WORK TO BE COMPLETED
Look through the data below for the line with "filename pgcomp/src/overlap/forest.rs", and transcribe it exactly together with each line after it up to and including the line with "pub(crate) fn link(&mut". Give nothing else.

BEGIN DATA SHOWN

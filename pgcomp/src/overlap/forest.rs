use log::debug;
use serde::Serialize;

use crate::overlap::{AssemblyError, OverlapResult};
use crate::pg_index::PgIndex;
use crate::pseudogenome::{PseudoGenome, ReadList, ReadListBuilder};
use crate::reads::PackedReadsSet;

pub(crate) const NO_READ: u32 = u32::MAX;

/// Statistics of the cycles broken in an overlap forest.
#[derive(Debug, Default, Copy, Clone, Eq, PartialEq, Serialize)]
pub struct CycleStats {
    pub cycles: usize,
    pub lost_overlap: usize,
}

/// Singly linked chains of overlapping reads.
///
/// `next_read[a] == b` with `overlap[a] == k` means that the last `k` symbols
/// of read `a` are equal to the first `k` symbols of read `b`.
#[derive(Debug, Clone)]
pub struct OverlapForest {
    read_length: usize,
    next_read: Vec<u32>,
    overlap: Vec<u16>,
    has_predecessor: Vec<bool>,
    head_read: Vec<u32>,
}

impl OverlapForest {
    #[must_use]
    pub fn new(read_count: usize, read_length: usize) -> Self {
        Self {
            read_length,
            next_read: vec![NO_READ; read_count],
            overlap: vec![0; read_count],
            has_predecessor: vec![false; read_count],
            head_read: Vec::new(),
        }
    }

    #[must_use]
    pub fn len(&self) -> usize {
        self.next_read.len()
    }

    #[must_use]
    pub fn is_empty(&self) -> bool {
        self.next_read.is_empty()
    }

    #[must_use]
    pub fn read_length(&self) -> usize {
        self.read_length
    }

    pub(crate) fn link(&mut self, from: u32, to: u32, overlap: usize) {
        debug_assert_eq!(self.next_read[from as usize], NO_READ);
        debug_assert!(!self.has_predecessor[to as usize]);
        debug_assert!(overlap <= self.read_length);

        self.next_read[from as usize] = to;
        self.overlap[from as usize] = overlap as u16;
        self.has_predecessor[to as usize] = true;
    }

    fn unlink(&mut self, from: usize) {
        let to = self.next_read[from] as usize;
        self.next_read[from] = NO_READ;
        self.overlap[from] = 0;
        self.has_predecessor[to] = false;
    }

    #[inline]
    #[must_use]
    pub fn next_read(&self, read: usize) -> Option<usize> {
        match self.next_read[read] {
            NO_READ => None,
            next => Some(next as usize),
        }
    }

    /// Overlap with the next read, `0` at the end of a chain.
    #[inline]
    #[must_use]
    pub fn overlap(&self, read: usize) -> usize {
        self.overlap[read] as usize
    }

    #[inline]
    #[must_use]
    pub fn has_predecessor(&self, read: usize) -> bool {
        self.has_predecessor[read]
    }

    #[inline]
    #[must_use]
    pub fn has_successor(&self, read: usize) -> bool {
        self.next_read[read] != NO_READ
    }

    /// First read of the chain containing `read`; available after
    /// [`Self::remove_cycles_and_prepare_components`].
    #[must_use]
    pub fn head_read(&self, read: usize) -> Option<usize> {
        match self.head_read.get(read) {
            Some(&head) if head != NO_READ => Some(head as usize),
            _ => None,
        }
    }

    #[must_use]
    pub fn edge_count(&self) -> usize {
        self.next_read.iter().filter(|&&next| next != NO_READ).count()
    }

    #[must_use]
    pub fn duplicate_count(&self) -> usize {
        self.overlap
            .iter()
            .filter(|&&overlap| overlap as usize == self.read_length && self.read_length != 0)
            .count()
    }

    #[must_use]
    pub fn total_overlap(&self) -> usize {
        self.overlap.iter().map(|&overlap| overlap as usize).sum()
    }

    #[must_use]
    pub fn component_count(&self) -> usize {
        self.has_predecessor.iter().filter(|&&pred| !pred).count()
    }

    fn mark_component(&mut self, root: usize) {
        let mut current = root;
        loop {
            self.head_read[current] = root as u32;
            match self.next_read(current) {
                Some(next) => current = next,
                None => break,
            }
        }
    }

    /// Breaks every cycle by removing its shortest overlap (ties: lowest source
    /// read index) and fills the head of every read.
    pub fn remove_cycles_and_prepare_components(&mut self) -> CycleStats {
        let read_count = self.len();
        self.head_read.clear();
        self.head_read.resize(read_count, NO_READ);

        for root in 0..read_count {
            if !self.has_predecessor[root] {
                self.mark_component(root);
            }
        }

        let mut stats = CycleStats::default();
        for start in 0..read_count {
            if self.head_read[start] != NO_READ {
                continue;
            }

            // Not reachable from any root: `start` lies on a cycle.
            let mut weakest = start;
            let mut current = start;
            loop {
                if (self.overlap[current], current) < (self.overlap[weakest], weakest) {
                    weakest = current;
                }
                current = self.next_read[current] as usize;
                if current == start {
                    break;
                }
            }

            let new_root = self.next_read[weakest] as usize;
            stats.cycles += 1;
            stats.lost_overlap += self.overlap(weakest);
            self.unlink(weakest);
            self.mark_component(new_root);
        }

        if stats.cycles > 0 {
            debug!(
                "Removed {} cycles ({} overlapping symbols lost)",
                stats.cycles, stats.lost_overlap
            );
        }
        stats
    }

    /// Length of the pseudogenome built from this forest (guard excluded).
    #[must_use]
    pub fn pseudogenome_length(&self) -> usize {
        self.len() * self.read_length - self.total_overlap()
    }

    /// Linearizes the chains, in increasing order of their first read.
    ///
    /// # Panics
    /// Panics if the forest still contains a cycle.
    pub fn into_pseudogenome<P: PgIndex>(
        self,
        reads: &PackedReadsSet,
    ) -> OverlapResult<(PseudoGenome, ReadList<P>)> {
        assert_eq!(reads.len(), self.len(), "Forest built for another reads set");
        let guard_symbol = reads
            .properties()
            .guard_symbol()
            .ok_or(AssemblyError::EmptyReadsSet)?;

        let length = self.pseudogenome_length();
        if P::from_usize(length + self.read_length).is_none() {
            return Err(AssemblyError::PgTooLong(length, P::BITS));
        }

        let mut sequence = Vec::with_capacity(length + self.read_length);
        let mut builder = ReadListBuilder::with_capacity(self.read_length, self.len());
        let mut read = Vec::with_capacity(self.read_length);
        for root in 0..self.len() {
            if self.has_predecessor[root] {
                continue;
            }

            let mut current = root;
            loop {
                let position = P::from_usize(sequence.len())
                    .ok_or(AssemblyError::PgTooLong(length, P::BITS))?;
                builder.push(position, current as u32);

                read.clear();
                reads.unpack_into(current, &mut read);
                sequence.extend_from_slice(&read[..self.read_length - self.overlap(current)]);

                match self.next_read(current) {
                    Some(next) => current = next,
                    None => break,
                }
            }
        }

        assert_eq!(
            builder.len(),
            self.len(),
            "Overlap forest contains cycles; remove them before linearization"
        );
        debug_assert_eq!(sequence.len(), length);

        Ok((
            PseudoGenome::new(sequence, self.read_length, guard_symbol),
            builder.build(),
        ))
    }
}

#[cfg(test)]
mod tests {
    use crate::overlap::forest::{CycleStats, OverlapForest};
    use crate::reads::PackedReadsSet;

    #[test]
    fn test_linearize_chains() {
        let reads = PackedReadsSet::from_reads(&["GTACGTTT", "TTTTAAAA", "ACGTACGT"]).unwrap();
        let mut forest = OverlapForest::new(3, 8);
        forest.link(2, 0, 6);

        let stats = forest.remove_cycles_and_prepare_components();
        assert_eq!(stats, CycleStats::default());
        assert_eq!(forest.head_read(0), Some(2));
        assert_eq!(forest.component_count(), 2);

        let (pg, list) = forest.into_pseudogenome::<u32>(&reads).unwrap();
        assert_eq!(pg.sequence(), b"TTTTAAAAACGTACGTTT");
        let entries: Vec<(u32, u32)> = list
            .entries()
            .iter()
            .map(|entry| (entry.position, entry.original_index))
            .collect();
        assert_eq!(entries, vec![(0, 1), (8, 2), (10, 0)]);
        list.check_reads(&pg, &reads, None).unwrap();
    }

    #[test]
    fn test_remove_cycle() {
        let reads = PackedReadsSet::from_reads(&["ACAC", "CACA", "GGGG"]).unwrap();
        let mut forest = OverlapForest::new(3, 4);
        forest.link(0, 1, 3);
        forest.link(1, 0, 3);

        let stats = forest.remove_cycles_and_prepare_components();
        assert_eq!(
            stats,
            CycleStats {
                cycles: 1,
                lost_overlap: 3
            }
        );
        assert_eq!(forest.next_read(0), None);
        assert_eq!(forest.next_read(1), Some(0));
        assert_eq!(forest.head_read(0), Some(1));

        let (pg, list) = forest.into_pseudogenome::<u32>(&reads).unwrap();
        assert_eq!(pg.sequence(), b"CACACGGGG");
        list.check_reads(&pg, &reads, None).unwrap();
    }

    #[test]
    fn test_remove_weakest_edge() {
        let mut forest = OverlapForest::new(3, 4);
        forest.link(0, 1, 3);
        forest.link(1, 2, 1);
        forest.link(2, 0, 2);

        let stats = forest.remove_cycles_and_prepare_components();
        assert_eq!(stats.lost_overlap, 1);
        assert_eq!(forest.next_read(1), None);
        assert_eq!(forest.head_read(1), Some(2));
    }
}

END DATA SHOWN
BEGIN DATA SHOWN

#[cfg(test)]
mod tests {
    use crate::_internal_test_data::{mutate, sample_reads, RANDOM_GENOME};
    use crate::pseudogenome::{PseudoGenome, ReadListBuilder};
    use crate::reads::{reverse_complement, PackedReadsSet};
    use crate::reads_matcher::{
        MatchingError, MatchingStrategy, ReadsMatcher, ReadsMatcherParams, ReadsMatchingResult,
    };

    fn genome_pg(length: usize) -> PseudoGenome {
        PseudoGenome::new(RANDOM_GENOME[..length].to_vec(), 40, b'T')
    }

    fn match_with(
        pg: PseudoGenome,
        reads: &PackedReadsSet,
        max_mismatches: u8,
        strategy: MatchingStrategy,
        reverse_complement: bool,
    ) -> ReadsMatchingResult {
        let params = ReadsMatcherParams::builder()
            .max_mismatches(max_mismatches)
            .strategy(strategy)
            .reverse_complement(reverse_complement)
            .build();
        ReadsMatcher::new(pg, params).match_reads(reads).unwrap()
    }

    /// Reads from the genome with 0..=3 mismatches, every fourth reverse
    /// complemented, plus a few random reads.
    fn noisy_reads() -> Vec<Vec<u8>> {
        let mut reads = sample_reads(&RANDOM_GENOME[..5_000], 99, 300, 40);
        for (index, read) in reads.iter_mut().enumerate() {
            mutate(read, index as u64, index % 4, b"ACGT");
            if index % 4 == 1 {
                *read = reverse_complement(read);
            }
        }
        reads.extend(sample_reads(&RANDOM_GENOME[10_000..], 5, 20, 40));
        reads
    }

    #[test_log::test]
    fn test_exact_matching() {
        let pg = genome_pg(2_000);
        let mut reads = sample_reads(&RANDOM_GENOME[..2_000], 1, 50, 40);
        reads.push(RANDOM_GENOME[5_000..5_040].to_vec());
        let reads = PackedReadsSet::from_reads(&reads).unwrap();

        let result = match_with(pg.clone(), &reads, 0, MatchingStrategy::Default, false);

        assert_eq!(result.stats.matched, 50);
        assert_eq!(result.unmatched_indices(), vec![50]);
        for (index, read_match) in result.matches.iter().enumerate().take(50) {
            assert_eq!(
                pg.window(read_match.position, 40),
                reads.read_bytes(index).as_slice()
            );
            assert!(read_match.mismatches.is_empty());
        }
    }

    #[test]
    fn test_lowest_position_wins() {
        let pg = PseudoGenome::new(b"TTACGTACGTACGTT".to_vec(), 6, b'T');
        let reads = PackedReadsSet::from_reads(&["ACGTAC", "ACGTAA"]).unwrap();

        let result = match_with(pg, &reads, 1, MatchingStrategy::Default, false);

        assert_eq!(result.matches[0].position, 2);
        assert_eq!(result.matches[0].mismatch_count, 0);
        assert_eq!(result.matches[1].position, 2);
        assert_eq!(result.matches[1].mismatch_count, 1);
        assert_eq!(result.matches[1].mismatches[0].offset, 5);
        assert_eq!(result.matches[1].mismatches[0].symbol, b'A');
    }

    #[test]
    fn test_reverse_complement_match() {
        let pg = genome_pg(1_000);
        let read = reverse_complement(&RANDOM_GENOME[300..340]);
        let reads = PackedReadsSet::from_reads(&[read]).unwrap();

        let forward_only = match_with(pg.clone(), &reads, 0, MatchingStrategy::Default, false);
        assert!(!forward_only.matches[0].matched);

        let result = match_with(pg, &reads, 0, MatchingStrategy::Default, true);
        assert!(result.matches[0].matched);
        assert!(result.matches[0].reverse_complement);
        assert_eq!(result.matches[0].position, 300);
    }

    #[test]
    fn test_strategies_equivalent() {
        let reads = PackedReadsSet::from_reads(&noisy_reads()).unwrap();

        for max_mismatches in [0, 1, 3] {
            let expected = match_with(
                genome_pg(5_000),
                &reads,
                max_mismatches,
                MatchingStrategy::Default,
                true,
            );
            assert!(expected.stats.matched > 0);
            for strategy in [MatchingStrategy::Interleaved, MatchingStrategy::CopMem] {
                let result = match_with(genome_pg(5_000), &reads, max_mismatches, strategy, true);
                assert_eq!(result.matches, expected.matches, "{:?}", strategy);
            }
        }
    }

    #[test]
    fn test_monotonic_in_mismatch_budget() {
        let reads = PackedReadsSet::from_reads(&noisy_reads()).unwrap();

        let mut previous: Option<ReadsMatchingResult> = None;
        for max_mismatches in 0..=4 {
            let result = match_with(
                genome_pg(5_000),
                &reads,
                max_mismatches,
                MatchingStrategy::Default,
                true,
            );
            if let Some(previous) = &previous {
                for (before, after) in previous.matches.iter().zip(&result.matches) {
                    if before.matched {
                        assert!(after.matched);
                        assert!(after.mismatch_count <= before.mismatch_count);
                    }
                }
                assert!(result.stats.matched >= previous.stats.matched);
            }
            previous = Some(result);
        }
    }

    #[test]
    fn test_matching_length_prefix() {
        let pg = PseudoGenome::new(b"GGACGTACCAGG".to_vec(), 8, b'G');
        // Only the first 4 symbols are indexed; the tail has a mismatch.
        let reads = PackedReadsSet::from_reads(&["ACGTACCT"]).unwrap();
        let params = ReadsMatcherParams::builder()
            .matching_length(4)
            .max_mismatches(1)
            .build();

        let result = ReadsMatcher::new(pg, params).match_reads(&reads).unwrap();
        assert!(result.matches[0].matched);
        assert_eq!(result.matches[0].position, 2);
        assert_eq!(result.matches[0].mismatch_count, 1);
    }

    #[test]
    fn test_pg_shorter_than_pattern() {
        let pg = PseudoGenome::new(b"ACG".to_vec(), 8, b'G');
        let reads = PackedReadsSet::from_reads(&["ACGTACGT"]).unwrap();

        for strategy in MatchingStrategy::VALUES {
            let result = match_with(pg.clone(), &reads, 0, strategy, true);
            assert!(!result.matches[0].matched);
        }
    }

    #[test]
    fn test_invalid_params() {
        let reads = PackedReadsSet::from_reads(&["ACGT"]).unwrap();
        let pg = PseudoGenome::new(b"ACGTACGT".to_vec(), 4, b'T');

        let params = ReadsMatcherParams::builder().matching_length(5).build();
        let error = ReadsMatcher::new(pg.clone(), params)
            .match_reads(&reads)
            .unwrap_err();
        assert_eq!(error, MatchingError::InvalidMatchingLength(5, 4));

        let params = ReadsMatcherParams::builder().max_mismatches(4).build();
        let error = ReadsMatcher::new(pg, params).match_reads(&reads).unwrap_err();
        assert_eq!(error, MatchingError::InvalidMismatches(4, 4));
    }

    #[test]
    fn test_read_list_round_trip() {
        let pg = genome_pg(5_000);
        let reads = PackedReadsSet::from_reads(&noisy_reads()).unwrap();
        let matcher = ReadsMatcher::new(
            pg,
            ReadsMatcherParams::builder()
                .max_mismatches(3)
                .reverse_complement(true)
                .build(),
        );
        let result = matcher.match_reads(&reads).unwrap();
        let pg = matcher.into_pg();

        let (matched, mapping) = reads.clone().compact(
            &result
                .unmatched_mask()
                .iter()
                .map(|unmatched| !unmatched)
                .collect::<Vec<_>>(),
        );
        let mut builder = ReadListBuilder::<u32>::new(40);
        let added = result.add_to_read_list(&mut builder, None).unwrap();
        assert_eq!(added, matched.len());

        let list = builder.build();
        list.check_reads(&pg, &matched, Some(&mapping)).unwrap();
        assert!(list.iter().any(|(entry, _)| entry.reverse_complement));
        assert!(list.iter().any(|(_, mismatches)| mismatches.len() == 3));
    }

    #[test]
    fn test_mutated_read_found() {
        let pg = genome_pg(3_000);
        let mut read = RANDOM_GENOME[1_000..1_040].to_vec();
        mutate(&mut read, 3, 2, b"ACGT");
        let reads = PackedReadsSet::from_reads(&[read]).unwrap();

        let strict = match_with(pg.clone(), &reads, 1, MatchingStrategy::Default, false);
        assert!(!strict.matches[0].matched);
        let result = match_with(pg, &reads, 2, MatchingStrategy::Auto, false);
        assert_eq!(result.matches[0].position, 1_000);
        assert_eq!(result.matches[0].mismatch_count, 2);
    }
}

END DATA SHOWN

EXPECTED ANSWER
filename pgcomp/src/overlap/forest.rs
use log::debug;
use serde::Serialize;

use crate::overlap::{AssemblyError, OverlapResult};
use crate::pg_index::PgIndex;
use crate::pseudogenome::{PseudoGenome, ReadList, ReadListBuilder};
use crate::reads::PackedReadsSet;

pub(crate) const NO_READ: u32 = u32::MAX;

/// Statistics of the cycles broken in an overlap forest.
#[derive(Debug, Default, Copy, Clone, Eq, PartialEq, Serialize)]
pub struct CycleStats {
    pub cycles: usize,
    pub lost_overlap: usize,
}

/// Singly linked chains of overlapping reads.
///
/// `next_read[a] == b` with `overlap[a] == k` means that the last `k` symbols
/// of read `a` are equal to the first `k` symbols of read `b`.
#[derive(Debug, Clone)]
pub struct OverlapForest {
    read_length: usize,
    next_read: Vec<u32>,
    overlap: Vec<u16>,
    has_predecessor: Vec<bool>,
    head_read: Vec<u32>,
}

impl OverlapForest {
    #[must_use]
    pub fn new(read_count: usize, read_length: usize) -> Self {
        Self {
            read_length,
            next_read: vec![NO_READ; read_count],
            overlap: vec![0; read_count],
            has_predecessor: vec![false; read_count],
            head_read: Vec::new(),
        }
    }

    #[must_use]
    pub fn len(&self) -> usize {
        self.next_read.len()
    }

    #[must_use]
    pub fn is_empty(&self) -> bool {
        self.next_read.is_empty()
    }

    #[must_use]
    pub fn read_length(&self) -> usize {
        self.read_length
    }

    pub(crate) fn link(&mut self, from: u32, to: u32, overlap: usize) {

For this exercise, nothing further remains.